**WHAT NEEDS TO BE DONE**. What is needed here is an exact copy of all the records below.

[INPUT Boundary: Start]

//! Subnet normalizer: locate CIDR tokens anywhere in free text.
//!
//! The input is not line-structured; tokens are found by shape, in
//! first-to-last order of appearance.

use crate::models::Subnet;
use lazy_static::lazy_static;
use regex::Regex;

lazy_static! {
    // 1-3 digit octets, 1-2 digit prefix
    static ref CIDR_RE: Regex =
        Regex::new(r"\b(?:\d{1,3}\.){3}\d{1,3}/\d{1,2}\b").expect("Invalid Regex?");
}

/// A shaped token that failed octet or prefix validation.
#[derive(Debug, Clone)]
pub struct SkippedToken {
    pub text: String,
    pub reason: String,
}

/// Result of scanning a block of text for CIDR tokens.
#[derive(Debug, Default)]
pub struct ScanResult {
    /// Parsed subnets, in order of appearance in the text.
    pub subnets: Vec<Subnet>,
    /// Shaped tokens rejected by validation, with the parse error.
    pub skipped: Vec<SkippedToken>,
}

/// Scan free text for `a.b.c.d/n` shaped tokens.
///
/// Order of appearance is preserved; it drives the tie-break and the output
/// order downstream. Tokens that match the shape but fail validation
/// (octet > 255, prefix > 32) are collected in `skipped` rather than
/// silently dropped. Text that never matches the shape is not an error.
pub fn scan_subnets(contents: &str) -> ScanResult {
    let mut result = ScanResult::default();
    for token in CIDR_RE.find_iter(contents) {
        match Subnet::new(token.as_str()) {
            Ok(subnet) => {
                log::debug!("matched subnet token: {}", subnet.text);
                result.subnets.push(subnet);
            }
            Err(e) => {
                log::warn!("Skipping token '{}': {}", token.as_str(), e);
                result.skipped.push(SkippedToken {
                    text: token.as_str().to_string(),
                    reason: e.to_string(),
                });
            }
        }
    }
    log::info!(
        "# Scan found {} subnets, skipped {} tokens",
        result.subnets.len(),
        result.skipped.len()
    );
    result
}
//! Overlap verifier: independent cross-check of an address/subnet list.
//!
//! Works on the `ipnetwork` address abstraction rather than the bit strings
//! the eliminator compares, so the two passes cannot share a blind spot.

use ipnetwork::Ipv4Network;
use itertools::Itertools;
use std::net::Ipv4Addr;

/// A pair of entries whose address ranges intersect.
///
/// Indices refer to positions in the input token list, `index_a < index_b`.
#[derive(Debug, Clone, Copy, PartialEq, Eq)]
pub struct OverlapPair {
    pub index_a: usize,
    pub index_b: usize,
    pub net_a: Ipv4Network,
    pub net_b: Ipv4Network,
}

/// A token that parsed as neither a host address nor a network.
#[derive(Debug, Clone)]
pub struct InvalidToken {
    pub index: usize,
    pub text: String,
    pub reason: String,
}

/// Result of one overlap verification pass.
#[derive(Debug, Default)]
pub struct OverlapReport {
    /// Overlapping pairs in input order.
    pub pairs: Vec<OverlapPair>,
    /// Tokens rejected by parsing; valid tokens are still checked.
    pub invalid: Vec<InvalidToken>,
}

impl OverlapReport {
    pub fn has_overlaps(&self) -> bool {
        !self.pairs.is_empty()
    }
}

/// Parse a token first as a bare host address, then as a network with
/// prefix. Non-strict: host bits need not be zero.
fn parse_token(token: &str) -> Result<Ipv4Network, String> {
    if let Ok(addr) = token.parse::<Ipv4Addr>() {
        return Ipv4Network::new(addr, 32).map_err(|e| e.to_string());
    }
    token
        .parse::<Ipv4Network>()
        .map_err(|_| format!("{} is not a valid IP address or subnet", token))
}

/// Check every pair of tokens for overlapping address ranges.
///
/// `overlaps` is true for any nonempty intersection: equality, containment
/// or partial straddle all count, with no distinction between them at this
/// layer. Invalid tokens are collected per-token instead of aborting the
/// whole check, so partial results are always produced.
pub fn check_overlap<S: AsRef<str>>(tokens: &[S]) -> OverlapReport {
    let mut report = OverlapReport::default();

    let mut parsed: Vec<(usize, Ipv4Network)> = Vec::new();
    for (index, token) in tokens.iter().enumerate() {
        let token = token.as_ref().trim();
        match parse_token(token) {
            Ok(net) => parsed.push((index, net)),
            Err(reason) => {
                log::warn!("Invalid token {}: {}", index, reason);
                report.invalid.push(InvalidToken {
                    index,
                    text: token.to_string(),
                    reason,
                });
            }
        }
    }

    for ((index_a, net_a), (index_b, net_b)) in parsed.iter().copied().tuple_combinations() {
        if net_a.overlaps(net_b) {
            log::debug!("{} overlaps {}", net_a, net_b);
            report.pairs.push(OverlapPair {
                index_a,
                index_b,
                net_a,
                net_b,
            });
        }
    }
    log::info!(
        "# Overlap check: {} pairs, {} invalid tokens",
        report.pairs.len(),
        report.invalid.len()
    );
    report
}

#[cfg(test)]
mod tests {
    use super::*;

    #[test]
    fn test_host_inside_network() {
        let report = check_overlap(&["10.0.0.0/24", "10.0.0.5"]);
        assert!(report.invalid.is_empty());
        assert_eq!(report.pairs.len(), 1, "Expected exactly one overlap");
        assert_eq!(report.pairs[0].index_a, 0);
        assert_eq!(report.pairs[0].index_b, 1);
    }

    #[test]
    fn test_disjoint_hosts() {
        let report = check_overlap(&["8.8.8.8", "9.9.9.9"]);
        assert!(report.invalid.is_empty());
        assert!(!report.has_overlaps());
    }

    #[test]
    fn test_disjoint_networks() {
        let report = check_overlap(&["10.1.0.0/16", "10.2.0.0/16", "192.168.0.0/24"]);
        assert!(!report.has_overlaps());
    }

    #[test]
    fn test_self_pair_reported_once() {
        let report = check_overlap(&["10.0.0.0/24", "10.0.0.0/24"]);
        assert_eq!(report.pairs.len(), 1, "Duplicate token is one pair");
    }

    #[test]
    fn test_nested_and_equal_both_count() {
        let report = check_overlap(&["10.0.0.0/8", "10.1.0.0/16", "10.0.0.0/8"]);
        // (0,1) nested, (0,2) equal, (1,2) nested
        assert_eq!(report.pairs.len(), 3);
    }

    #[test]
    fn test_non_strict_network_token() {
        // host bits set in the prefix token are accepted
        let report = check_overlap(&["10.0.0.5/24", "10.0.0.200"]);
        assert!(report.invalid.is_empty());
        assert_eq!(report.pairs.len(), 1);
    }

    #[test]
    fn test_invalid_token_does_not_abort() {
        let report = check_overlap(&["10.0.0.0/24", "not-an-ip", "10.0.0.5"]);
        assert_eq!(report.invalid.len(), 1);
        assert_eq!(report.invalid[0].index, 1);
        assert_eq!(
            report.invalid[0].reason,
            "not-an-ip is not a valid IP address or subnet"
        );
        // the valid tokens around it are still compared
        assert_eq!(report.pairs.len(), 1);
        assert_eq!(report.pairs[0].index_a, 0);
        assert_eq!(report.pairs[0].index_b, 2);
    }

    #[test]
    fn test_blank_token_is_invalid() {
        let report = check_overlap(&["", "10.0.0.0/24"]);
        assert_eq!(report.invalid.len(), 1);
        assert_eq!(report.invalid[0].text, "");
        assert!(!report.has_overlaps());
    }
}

[INPUT Boundary: End]

**RESULT OF THE EXERCISE**.
//! Subnet normalizer: locate CIDR tokens anywhere in free text.
//!
//! The input is not line-structured; tokens are found by shape, in
//! first-to-last order of appearance.

use crate::models::Subnet;
use lazy_static::lazy_static;
use regex::Regex;

lazy_static! {
    // 1-3 digit octets, 1-2 digit prefix
    static ref CIDR_RE: Regex =
        Regex::new(r"\b(?:\d{1,3}\.){3}\d{1,3}/\d{1,2}\b").expect("Invalid Regex?");
}

/// A shaped token that failed octet or prefix validation.
#[derive(Debug, Clone)]
pub struct SkippedToken {
    pub text: String,
    pub reason: String,
}

/// Result of scanning a block of text for CIDR tokens.
#[derive(Debug, Default)]
pub struct ScanResult {
    /// Parsed subnets, in order of appearance in the text.
    pub subnets: Vec<Subnet>,
    /// Shaped tokens rejected by validation, with the parse error.
    pub skipped: Vec<SkippedToken>,
}

/// Scan free text for `a.b.c.d/n` shaped tokens.
///
/// Order of appearance is preserved; it drives the tie-break and the output
/// order downstream. Tokens that match the shape but fail validation
/// (octet > 255, prefix > 32) are collected in `skipped` rather than
/// silently dropped. Text that never matches the shape is not an error.
pub fn scan_subnets(contents: &str) -> ScanResult {
    let mut result = ScanResult::default();
    for token in CIDR_RE.find_iter(contents) {
        match Subnet::new(token.as_str()) {
            Ok(subnet) => {
                log::debug!("matched subnet token: {}", subnet.text);
                result.subnets.push(subnet);
            }
            Err(e) => {
                log::warn!("Skipping token '{}': {}", token.as_str(), e);
                result.skipped.push(SkippedToken {
                    text: token.as_str().to_string(),
                    reason: e.to_string(),
                });
            }
        }
    }
    log::info!(
        "# Scan found {} subnets, skipped {} tokens",
        result.subnets.len(),
        result.skipped.len()
    );
    result
}
//! Overlap verifier: independent cross-check of an address/subnet list.
//!
//! Works on the `ipnetwork` address abstraction rather than the bit strings
//! the eliminator compares, so the two passes cannot share a blind spot.

use ipnetwork::Ipv4Network;
use itertools::Itertools;
use std::net::Ipv4Addr;

/// A pair of entries whose address ranges intersect.
///
/// Indices refer to positions in the input token list, `index_a < index_b`.
#[derive(Debug, Clone, Copy, PartialEq, Eq)]
pub struct OverlapPair {
    pub index_a: usize,
    pub index_b: usize,
    pub net_a: Ipv4Network,
    pub net_b: Ipv4Network,
}

/// A token that parsed as neither a host address nor a network.
#[derive(Debug, Clone)]
pub struct InvalidToken {
    pub index: usize,
    pub text: String,
    pub reason: String,
}

/// Result of one overlap verification pass.
#[derive(Debug, Default)]
pub struct OverlapReport {
    /// Overlapping pairs in input order.
    pub pairs: Vec<OverlapPair>,
    /// Tokens rejected by parsing; valid tokens are still checked.
    pub invalid: Vec<InvalidToken>,
}

impl OverlapReport {
    pub fn has_overlaps(&self) -> bool {
        !self.pairs.is_empty()
    }
}

/// Parse a token first as a bare host address, then as a network with
/// prefix. Non-strict: host bits need not be zero.
fn parse_token(token: &str) -> Result<Ipv4Network, String> {
    if let Ok(addr) = token.parse::<Ipv4Addr>() {
        return Ipv4Network::new(addr, 32).map_err(|e| e.to_string());
    }
    token
        .parse::<Ipv4Network>()
        .map_err(|_| format!("{} is not a valid IP address or subnet", token))
}

/// Check every pair of tokens for overlapping address ranges.
///
/// `overlaps` is true for any nonempty intersection: equality, containment
/// or partial straddle all count, with no distinction between them at this
/// layer. Invalid tokens are collected per-token instead of aborting the
/// whole check, so partial results are always produced.
pub fn check_overlap<S: AsRef<str>>(tokens: &[S]) -> OverlapReport {
    let mut report = OverlapReport::default();

    let mut parsed: Vec<(usize, Ipv4Network)> = Vec::new();
    for (index, token) in tokens.iter().enumerate() {
        let token = token.as_ref().trim();
        match parse_token(token) {
            Ok(net) => parsed.push((index, net)),
            Err(reason) => {
                log::warn!("Invalid token {}: {}", index, reason);
                report.invalid.push(InvalidToken {
                    index,
                    text: token.to_string(),
                    reason,
                });
            }
        }
    }

    for ((index_a, net_a), (index_b, net_b)) in parsed.iter().copied().tuple_combinations() {
        if net_a.overlaps(net_b) {
            log::debug!("{} overlaps {}", net_a, net_b);
            report.pairs.push(OverlapPair {
                index_a,
                index_b,
                net_a,
                net_b,
            });
        }
    }
    log::info!(
        "# Overlap check: {} pairs, {} invalid tokens",
        report.pairs.len(),
        report.invalid.len()
    );
    report
}

#[cfg(test)]
mod tests {
    use super::*;

    #[test]
    fn test_host_inside_network() {
        let report = check_overlap(&["10.0.0.0/24", "10.0.0.5"]);
        assert!(report.invalid.is_empty());
        assert_eq!(report.pairs.len(), 1, "Expected exactly one overlap");
        assert_eq!(report.pairs[0].index_a, 0);
        assert_eq!(report.pairs[0].index_b, 1);
    }

    #[test]
    fn test_disjoint_hosts() {
        let report = check_overlap(&["8.8.8.8", "9.9.9.9"]);
        assert!(report.invalid.is_empty());
        assert!(!report.has_overlaps());
    }

    #[test]
    fn test_disjoint_networks() {
        let report = check_overlap(&["10.1.0.0/16", "10.2.0.0/16", "192.168.0.0/24"]);
        assert!(!report.has_overlaps());
    }

    #[test]
    fn test_self_pair_reported_once() {
        let report = check_overlap(&["10.0.0.0/24", "10.0.0.0/24"]);
        assert_eq!(report.pairs.len(), 1, "Duplicate token is one pair");
    }

    #[test]
    fn test_nested_and_equal_both_count() {
        let report = check_overlap(&["10.0.0.0/8", "10.1.0.0/16", "10.0.0.0/8"]);
        // (0,1) nested, (0,2) equal, (1,2) nested
        assert_eq!(report.pairs.len(), 3);
    }

    #[test]
    fn test_non_strict_network_token() {
        // host bits set in the prefix token are accepted
        let report = check_overlap(&["10.0.0.5/24", "10.0.0.200"]);
        assert!(report.invalid.is_empty());
        assert_eq!(report.pairs.len(), 1);
    }

    #[test]
    fn test_invalid_token_does_not_abort() {
        let report = check_overlap(&["10.0.0.0/24", "not-an-ip", "10.0.0.5"]);
        assert_eq!(report.invalid.len(), 1);
        assert_eq!(report.invalid[0].index, 1);
        assert_eq!(
            report.invalid[0].reason,
            "not-an-ip is not a valid IP address or subnet"
        );
        // the valid tokens around it are still compared
        assert_eq!(report.pairs.len(), 1);
        assert_eq!(report.pairs[0].index_a, 0);
        assert_eq!(report.pairs[0].index_b, 2);
    }

    #[test]
    fn test_blank_token_is_invalid() {
        let report = check_overlap(&["", "10.0.0.0/24"]);
        assert_eq!(report.invalid.len(), 1);
        assert_eq!(report.invalid[0].text, "");
        assert!(!report.has_overlaps());
    }
}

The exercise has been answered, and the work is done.